*Exercise requirements*.
Among the lines below, count those with "previous". Give only the number.

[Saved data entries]

========================================

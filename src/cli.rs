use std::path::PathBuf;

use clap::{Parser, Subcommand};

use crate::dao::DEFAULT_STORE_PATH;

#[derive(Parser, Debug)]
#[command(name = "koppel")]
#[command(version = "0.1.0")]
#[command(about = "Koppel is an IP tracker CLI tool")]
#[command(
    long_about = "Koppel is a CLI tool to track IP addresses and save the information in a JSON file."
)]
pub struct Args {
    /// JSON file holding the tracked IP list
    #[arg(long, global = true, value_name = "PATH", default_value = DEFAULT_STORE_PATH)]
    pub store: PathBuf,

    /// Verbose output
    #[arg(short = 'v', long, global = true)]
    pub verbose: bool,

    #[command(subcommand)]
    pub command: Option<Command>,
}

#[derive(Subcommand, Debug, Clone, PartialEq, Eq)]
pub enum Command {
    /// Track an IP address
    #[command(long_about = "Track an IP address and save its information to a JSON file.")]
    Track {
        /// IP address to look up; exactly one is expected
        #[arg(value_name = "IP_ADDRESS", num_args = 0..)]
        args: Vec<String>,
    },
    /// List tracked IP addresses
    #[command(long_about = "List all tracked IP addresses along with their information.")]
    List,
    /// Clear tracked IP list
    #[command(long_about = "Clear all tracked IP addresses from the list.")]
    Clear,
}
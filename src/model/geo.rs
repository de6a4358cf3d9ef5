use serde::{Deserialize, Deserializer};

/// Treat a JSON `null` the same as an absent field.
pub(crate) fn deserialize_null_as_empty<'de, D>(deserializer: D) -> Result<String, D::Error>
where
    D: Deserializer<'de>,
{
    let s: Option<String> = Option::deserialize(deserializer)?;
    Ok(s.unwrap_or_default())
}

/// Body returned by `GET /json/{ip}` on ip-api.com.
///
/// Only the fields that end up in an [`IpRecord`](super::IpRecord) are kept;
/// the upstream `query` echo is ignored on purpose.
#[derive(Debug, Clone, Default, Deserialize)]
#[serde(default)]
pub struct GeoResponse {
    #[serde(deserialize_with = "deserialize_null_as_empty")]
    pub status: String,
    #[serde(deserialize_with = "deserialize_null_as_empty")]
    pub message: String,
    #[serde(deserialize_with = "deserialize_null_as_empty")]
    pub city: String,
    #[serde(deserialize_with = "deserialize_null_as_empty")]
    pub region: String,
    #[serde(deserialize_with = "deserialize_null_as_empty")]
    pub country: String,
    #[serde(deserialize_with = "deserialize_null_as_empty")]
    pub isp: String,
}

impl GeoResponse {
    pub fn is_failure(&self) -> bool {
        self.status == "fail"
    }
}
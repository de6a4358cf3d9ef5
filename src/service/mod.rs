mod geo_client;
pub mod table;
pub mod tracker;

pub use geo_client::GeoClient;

========================================

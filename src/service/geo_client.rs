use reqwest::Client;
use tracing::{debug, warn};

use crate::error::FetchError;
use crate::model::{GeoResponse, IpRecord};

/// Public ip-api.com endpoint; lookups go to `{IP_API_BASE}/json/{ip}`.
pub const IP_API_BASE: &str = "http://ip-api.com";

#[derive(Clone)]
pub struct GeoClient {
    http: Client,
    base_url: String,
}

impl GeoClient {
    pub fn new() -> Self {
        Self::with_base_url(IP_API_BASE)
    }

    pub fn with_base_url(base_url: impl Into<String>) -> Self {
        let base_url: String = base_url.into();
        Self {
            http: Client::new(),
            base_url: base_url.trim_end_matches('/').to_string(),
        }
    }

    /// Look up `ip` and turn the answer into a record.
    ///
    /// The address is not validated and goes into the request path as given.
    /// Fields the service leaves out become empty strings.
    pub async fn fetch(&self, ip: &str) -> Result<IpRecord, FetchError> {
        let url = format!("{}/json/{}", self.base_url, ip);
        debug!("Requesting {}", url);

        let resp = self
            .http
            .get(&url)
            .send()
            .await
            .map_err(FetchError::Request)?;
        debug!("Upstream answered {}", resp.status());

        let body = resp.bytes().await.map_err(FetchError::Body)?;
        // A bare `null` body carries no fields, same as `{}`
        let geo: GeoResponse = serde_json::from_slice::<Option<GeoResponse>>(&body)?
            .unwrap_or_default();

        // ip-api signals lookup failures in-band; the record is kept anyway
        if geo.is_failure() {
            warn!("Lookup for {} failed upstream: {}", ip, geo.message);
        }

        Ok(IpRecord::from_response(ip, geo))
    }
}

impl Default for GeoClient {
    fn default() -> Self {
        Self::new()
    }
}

========================================

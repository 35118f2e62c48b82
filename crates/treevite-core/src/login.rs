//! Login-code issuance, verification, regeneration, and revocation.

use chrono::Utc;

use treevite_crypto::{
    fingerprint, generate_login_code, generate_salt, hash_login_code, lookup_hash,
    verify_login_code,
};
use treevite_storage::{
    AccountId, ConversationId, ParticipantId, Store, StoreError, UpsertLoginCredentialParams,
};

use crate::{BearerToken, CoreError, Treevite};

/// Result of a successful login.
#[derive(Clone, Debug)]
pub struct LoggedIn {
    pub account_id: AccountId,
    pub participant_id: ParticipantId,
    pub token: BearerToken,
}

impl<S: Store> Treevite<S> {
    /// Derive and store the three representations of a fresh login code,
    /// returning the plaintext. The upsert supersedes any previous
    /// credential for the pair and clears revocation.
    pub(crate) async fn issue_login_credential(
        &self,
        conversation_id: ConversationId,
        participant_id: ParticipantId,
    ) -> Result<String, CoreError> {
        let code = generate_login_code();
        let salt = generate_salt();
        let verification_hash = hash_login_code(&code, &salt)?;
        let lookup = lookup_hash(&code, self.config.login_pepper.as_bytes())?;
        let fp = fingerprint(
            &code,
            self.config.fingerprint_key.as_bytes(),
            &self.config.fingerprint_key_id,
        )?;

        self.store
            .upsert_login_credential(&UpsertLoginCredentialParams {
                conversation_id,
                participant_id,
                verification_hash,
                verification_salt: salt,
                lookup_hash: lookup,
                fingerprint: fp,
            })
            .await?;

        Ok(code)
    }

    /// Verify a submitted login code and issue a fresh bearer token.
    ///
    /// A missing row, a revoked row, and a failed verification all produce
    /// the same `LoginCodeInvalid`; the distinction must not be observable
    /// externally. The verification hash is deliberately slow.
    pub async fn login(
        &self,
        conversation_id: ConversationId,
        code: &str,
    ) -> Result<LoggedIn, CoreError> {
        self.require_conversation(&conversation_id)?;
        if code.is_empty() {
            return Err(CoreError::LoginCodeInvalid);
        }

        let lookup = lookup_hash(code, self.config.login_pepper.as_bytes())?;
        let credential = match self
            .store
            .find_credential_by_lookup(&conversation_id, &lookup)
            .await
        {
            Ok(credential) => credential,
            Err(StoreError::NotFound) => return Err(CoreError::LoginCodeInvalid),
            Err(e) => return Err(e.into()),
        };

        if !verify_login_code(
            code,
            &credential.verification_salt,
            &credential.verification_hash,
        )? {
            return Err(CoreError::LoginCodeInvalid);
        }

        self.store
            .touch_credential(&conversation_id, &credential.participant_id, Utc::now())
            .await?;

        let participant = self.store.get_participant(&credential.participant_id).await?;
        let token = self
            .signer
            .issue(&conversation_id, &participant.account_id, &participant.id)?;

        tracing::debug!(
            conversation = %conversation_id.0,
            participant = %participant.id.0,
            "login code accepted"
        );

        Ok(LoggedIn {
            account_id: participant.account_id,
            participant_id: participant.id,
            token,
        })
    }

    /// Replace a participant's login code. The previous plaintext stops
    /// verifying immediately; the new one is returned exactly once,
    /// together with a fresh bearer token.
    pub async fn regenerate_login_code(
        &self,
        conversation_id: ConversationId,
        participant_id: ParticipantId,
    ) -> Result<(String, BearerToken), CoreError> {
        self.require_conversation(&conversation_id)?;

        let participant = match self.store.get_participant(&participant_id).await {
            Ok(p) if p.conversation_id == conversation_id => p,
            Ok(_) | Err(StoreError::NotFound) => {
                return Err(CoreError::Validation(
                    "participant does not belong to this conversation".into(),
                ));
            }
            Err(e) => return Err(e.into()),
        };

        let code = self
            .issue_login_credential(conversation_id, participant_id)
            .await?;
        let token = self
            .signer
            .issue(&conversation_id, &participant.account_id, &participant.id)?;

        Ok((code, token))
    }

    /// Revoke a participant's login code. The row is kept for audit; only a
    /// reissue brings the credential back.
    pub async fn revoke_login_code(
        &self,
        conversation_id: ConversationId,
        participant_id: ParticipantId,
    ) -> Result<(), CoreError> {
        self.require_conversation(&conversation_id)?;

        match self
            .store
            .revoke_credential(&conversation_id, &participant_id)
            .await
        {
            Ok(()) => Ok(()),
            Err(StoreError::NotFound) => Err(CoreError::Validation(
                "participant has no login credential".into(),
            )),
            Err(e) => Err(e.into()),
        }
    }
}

========================================

*The completed task*.
2